Guffanti: What I'd like to do is take a step back and look at things from a high level, then get to the meat of the story. Justin, can you walk us through some of the things that you're seeing in terms of industry trends that pertain to what we're discussing today?
Honaman: Everyone here is going to appreciate the story from Herbalife Nutrition around the contact center. Stepping back from it and looking across our portfolio of customers globally and the contact center, it’s not new, but there's more energy around it than there's been in years. Technology has evolved the need for it in a way that's different from how most CPG brands originally looked at contact centers. The e-commerce space has blown up, and so, if you put all these together, there's a reinvention and renewed energy around this solution space. Here's a couple key areas to highlight.
Let’s begin with e-commerce. There are consumers that want to call in to place an order, for issues with an order, or for product information on items actually being sold to those consumers. There’s a whole ecosystem now of serving that consumer, which includes contact centers like it never had in the past.
Think about the end retailers for a moment, many mom-and-pop stores still call in orders today. In fact, some brands still take faxes. It sounds crazy, but it's true. Some of those individual retail stores still place orders through the phone and other mechanisms, such as email, fax, etc. The contact center is important there.
Equipment placement or equipment outages — think about a broken cooler in a store, who do I call? I can't wait for my beverage person to walk in the door again, I need to call and get this fixed right away — what’s that use case? Think about the route driver doing direct store delivery with products to stores. If they've got issues with equipment, the retailer, or where they're delivering, that's another use case. You could keep going down the line, even to the point of manufacturing, distribution, and closing the loop back to corporate as was mentioned earlier with employees.
Contact center technology is front-and-center again, it's a big part of the old concept of CRM and serving customers. Today, you're going to hear how Herbalife Nutrition has taken six contact centers and optimized those in a way that leverages new technology with a focus on the end customer.
Guffanti: That was a great background on the broader issues behind call centers and so on, zeroing in on contact center modernization and all the things that it actually supports. Josh, can you share a bit of background on Herbalife Nutrition as a company, how you wound up with the distribution model that you have now, and how that led you to optimize your call center strategy?
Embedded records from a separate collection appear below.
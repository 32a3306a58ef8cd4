use clap::{Parser, Subcommand, Args};

#[derive(Parser)]
#[command(name = "flowscope", version, about = "Multi-agent workflow execution and visualization engine")]
pub struct Cli {
    #[command(subcommand)]
    pub command: Commands,

    /// Increase log verbosity (repeat for more)
    #[arg(short, long, action = clap::ArgAction::Count, global = true)]
    pub verbose: u8,

    /// Suppress progress bars
    #[arg(short, long, global = true)]
    pub quiet: bool,

    /// Disable colored output
    #[arg(long, global = true)]
    pub no_color: bool,

    /// Emit diagnostics as JSON lines
    #[arg(long, global = true)]
    pub log_json: bool,
}

#[derive(Subcommand)]
pub enum Commands {
    /// Run a workflow task to completion
    Run(RunArgs),
    /// Run the pre-meeting preparation sequencer
    Sequence(SequenceArgs),
    /// List available tasks
    Tasks(TasksArgs),
    /// Start the HTTP API server
    Serve(ServeArgs),
    /// Validate a configuration file
    Validate(ValidateArgs),
}

#[derive(Args, Clone)]
pub struct RunArgs {
    /// Task identifier (see `flowscope tasks`)
    pub task: String,

    /// YAML configuration file
    #[arg(short, long)]
    pub config: Option<String>,

    /// Document to upload for file-gated tasks
    #[arg(short, long)]
    pub file: Option<String>,

    /// Override the simulation scale factor
    #[arg(long)]
    pub scale: Option<u32>,

    /// Override the backend base URL
    #[arg(long)]
    pub backend_url: Option<String>,

    /// Append every log line to this file
    #[arg(long)]
    pub transcript: Option<String>,

    /// Do not echo workflow log lines
    #[arg(long)]
    pub no_logs: bool,

    /// Print the final execution view as JSON
    #[arg(long)]
    pub json: bool,

    /// Give up after this many seconds
    #[arg(long, default_value = "600")]
    pub timeout: u64,
}

#[derive(Args, Clone)]
pub struct SequenceArgs {
    /// YAML configuration file
    #[arg(short, long)]
    pub config: Option<String>,

    /// Print the final sequencer state as JSON
    #[arg(long)]
    pub json: bool,
}

#[derive(Args, Clone)]
pub struct TasksArgs {
    /// YAML configuration file
    #[arg(short, long)]
    pub config: Option<String>,

    /// Output as JSON
    #[arg(long)]
    pub json: bool,
}

#[derive(Args, Clone)]
pub struct ServeArgs {
    /// YAML configuration file
    #[arg(short, long)]
    pub config: Option<String>,

    /// Listen port
    #[arg(long, default_value = "8080")]
    pub port: u16,

    /// Listen address
    #[arg(long, default_value = "0.0.0.0")]
    pub host: String,
}

#[derive(Args, Clone)]
pub struct ValidateArgs {
    /// Config file to validate
    pub config: String,
}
Haddock: Herbalife Nutrition is a premier nutrition company, which makes high-quality, science-backed products. In addition to the products that we create, the main mission, and something that's very important about our business model, is our ability to connect with customers — that's what we use the distributor model for. As you mentioned, we have millions of distributors worldwide — they’re trained, educated, and the independent distributor model that we've deployed allows distributors to make connections to their customers.
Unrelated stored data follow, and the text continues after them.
use std::path::Path;
use std::time::Duration;
use tokio::sync::mpsc;
use tracing::{info, warn};
use crate::audit::TranscriptLogger;
use crate::cli::commands::RunArgs;
use crate::cli::context::{build_controller, load_config};
use crate::config::parser::build_catalog;
use crate::drivers::ExecutionEvent;
use crate::errors::FlowscopeError;
use crate::render::ExecutionProgress;
use crate::workflow::ConnectionStatus;

enum Outcome {
    Completed,
    Stopped,
    StreamClosed,
    TimedOut,
}

pub async fn handle_run(args: RunArgs, quiet: bool) -> Result<(), FlowscopeError> {
    let config = load_config(args.config.as_deref()).await?;
    let catalog = build_catalog(&config)?;
    let model = catalog.require(&args.task)?;

    let mut settings = config.controller_settings();
    if let Some(scale) = args.scale {
        if scale == 0 {
            return Err(FlowscopeError::Config("--scale must be greater than 0".into()));
        }
        settings.simulation.scale_factor = scale;
    }
    if model.is_file_upload_gated && args.file.is_none() {
        return Err(FlowscopeError::Config(format!(
            "Task '{}' needs a document: pass --file",
            model.task_id
        )));
    }

    let (tx, mut rx) = mpsc::unbounded_channel();
    let mut controller = build_controller(&config, settings, args.backend_url.as_deref())?
        .with_event_channel(tx);
    let transcript = args.transcript.as_deref().map(|p| TranscriptLogger::new(Path::new(p)));
    let mut progress = ExecutionProgress::new(!quiet, !args.no_logs);

    let session_id = controller.start(Some(model.clone())).await;
    info!(session_id = %session_id, task_id = %model.task_id, "Running task");
    if let Some(t) = &transcript {
        t.initialize(&model.task_id, &session_id).await?;
    }

    if let Some(file) = &args.file {
        if model.is_file_upload_gated {
            let path = Path::new(file);
            let bytes = tokio::fs::read(path).await?;
            let name = path
                .file_name()
                .map(|n| n.to_string_lossy().into_owned())
                .unwrap_or_else(|| file.clone());
            if !controller.upload(&name, bytes).await? {
                controller.stop().await;
                return Err(FlowscopeError::Backend(format!("Upload of {} was rejected", name)));
            }
            if !model.auto_start {
                controller.trigger_start().await?;
            }
        } else {
            warn!(task_id = %model.task_id, "Task is not file-gated; ignoring --file");
        }
    }

    let timeout = tokio::time::sleep(Duration::from_secs(args.timeout));
    tokio::pin!(timeout);
    let ctrl_c = tokio::signal::ctrl_c();
    tokio::pin!(ctrl_c);

    let outcome = loop {
        tokio::select! {
            _ = &mut ctrl_c => break Outcome::Stopped,
            _ = &mut timeout => break Outcome::TimedOut,
            event = rx.recv() => {
                let Some(event) = event else { break Outcome::Stopped };
                progress.handle_event(&event);
                if let Some(t) = &transcript {
                    if let Err(e) = t.record(&event).await {
                        warn!(error = %e, "Failed to write transcript");
                    }
                }
                match event {
                    ExecutionEvent::ExecutionCompleted { .. } => break Outcome::Completed,
                    ExecutionEvent::ConnectionChanged { status: ConnectionStatus::Disconnected } => {
                        break Outcome::StreamClosed
                    }
                    _ => {}
                }
            }
        }
    };

    let view = controller.view().await;
    controller.stop().await;
    while let Ok(event) = rx.try_recv() {
        progress.handle_event(&event);
        if let Some(t) = &transcript {
            let _ = t.record(&event).await;
        }
    }
    progress.finish();

    if args.json {
        println!("{}", serde_json::to_string_pretty(&view)?);
    }

    match outcome {
        Outcome::Completed => {
            info!(session_id = %session_id, completed = view.completed_count, "Task completed");
            Ok(())
        }
        Outcome::Stopped => {
            info!(session_id = %session_id, "Run interrupted");
            Ok(())
        }
        Outcome::StreamClosed => Err(FlowscopeError::Stream(format!(
            "Event stream closed after {}/{} steps",
            view.completed_count, view.total_steps
        ))),
        Outcome::TimedOut => Err(FlowscopeError::Timeout(format!(
            "Task '{}' did not finish within {}s",
            model.task_id, args.timeout
        ))),
    }
}
use axum::Json;
use serde_json::{json, Value};

pub async fn health_check() -> Json<Value> {
    Json(json!({
        "status": "healthy",
        "service": "flowscope",
        "version": env!("CARGO_PKG_VERSION"),
    }))
}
It’s not about selling products, it's about coaching activities, challenges, and being a part of the community through nutrition clubs. All these things wrap into a bundle that puts customers in a position to be successful and meet their nutrition and wellness goals. That's why this is so important, and why it's so important with the contact centers as well — human connection is a driving factor in the business model and is key to our success. It's been proven over and over again, and we're always looking for ways to improve that.
Guffanti: For the audience, when you say customers, who are they? How do you define them?
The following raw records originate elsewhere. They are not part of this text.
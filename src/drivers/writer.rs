use std::sync::Arc;
use tokio::sync::{mpsc, RwLock};
use tokio_util::sync::CancellationToken;
use crate::workflow::ExecutionState;
use super::events::ExecutionEvent;

/// The only path by which a driver touches execution state.
///
/// Every mutation re-checks the cancellation token while holding the write
/// lock, so nothing lands once the owning execution has been torn down.
#[derive(Clone)]
pub struct StateWriter {
    state: Arc<RwLock<ExecutionState>>,
    token: CancellationToken,
    event_tx: Option<mpsc::UnboundedSender<ExecutionEvent>>,
}

impl StateWriter {
    pub fn new(state: Arc<RwLock<ExecutionState>>, token: CancellationToken) -> Self {
        Self { state, token, event_tx: None }
    }

    pub fn with_event_channel(mut self, tx: Option<mpsc::UnboundedSender<ExecutionEvent>>) -> Self {
        self.event_tx = tx;
        self
    }

    /// Apply `f` unless the execution was cancelled. Returns `None` when cancelled.
    pub async fn apply<R>(&self, f: impl FnOnce(&mut ExecutionState) -> R) -> Option<R> {
        let mut state = self.state.write().await;
        if self.token.is_cancelled() {
            return None;
        }
        Some(f(&mut state))
    }

    /// Prepend a log line and mirror it as an event. False once cancelled.
    pub async fn log(&self, line: String) -> bool {
        let applied = self.apply(|s| s.log(line.clone())).await.is_some();
        if applied {
            self.emit(ExecutionEvent::Log { line });
        }
        applied
    }

    pub fn emit(&self, event: ExecutionEvent) {
        if self.token.is_cancelled() {
            return;
        }
        if let Some(ref tx) = self.event_tx {
            let _ = tx.send(event);
        }
    }

    pub fn token(&self) -> &CancellationToken {
        &self.token
    }

    pub fn is_cancelled(&self) -> bool {
        self.token.is_cancelled()
    }
}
Haddock: Our independent distributors meet and make sales to customers — usually through face-to-face human connection — we have small fitness clubs called Nutrition Clubs that they can run. It's a face-to-face selling model. A distributor may start out with some personal health and wellness goals, purchase some product for themselves or their family, and that might be good enough for them — they meet their goals and their focus.
Those who want to make a business out of it will go ahead, go out and meet new customers, build groups and communities, and start at that path. That's why I talk about how they're trained and educated, because it's not just about understanding the ingredients on a product and what it can do, it's about helping them build a plan, coaching them, following up, working with them together on it.
Honaman: Can you talk about where this fits into your role? I'll call it a customer engagement strategy or CRM strategy. What do you think about customer engagement and how contact centers start to play in that?
Haddock: Let's say it’s two tiers. Our distributors or sales team, they're independent sales teams and they're worldwide. From a corporate standpoint, although we do have interactions with some customers, the majority of our interactions are with distributors.
They're out there on the streets meeting customers, working with them, making sales, and we want to support them. That's why connection to distributors is so important. They're not placing an order for stock, they place a call or a chat to hear about the new flavor or product. What are you hearing from other distributors? Is this selling good? What are people thinking about it in my particular market?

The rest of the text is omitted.